Selection and annotation of GPCR genes
- A set of 394 non-olfactory protein-coding GPCR genes in humans was selected using the GPCRdb and IUPhar Guide To Pharmacology databases.
- 66 GPCR genes which are associated with heritable traits in humans due to loss and gain of function mutations were annotated using OMIM data and Schoeneberg et al [3], including 15 GPCR genes associated with genetic diseases due to gain-of-function mutations and 51 GPCR genes were associated with genetic diseases due to loss-of-function mutations. 10 genes are associated with diseases due to both gain-of-function and loss-of-function.
- 98 GPCR genes which are the targets of FDA-approved drugs were annotated using data from Congreve et al [4], including 75 targets of activating drugs (partial/full agonist or PAM) and 61 targets of inactivating drugs (antagonist, inverse agonist or NAM). 35 GPCR genes are the targets of both activating and inactivating drugs.
Extraction of GPCR variants
- For each gene, summary statistics were extracted from the precomputed gnomAD analysis results.
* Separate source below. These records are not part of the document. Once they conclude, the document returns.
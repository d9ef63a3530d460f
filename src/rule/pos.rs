//! Fallback rules for edits within one word class, e.g. `[in -> on]` is a preposition error.

use super::{
    category::{Category, RuleId},
    Classify,
};
use crate::{edit::Edit, predicate::*, types::Pos};

/// All tokens of the edit belong to one word class. There is one instance of this rule per class, each filed under
/// the category it assigns.
#[derive(Debug, Clone)]
pub struct PartOfSpeech {
    category: Category,
    pos: &'static [Pos],
}

impl PartOfSpeech {
    pub fn new(category: Category, pos: &'static [Pos]) -> Self {
        PartOfSpeech { category, pos }
    }

    /// One rule per word class.
    pub fn all() -> Vec<Self> {
        vec![
            PartOfSpeech::new(Category::Adj, &[Pos::Adj]),
            PartOfSpeech::new(Category::Adv, &[Pos::Adv]),
            PartOfSpeech::new(Category::Conj, &[Pos::Cconj, Pos::Sconj]),
            PartOfSpeech::new(Category::Det, &[Pos::Det]),
            PartOfSpeech::new(Category::Noun, &[Pos::Noun, Pos::Propn]),
            PartOfSpeech::new(Category::Part, &[Pos::Part]),
            PartOfSpeech::new(Category::Prep, &[Pos::Adp]),
            PartOfSpeech::new(Category::Pron, &[Pos::Pron]),
            PartOfSpeech::new(Category::Punct, &[Pos::Punct]),
            PartOfSpeech::new(Category::Verb, &[Pos::Verb, Pos::Aux]),
        ]
    }
}

impl Classify for PartOfSpeech {
    fn id(&self) -> RuleId {
        RuleId::new(self.category, "part_of_speech")
    }

    fn apply(&self, edit: &Edit) -> Option<Category> {
        if all_tokens(pos_in(self.pos))(edit) {
            Some(self.category)
        } else {
            None
        }
    }
}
We chose to use the upper bound of the obs/exp ratio for pLoF variants, and the point estimate of the obs/exp ratio for missense variants annotated as damaging by PolyPhen2.
- To enable finer-grained analysis of mutants in each gene, the genomic region (chromosome, gene start position, and gene end position) corresponding to each of these genes in the Grch37 genome assembly was downloaded from Ensembl using the BioMart package in R, and all observed population genetic variants in these regions were downloaded from the gnomAD database hosted on BigQuery (version 2.1.1 using Grch37-mapped exome data), together with the effects of these variants on the canonical transcript for each GPCR gene (identified using Uniprot) [1,2].
- Sequences of all class A GPCRs annotated with generic residue labels were downloaded from GPCRdb and manually curated. 58803 missense variants for class A GPCRs were annotated with GPCRdb residue labels based on sequence position.
- For each generic position, the average missense constraint was calculated as the ratio of observed missense variants in that positions to the number expected. The number of expected variants were calculated by dividing the number of synonymous variants in the gene by the protein length and multiplying by two.
Analysis
- The association between constraint and disease annotations was tested by training linear models on the ranks of the pLoF constraint and on the value of the damaging missense constraint. Loss-of-function and gain-of-function diseases were treated separately; for gain-of-function diseases, no significant difference was observed, while for loss-of-function diseases a significant difference was observed. A similar analysis was carried out for genes which are the targets of FDA-approved drugs.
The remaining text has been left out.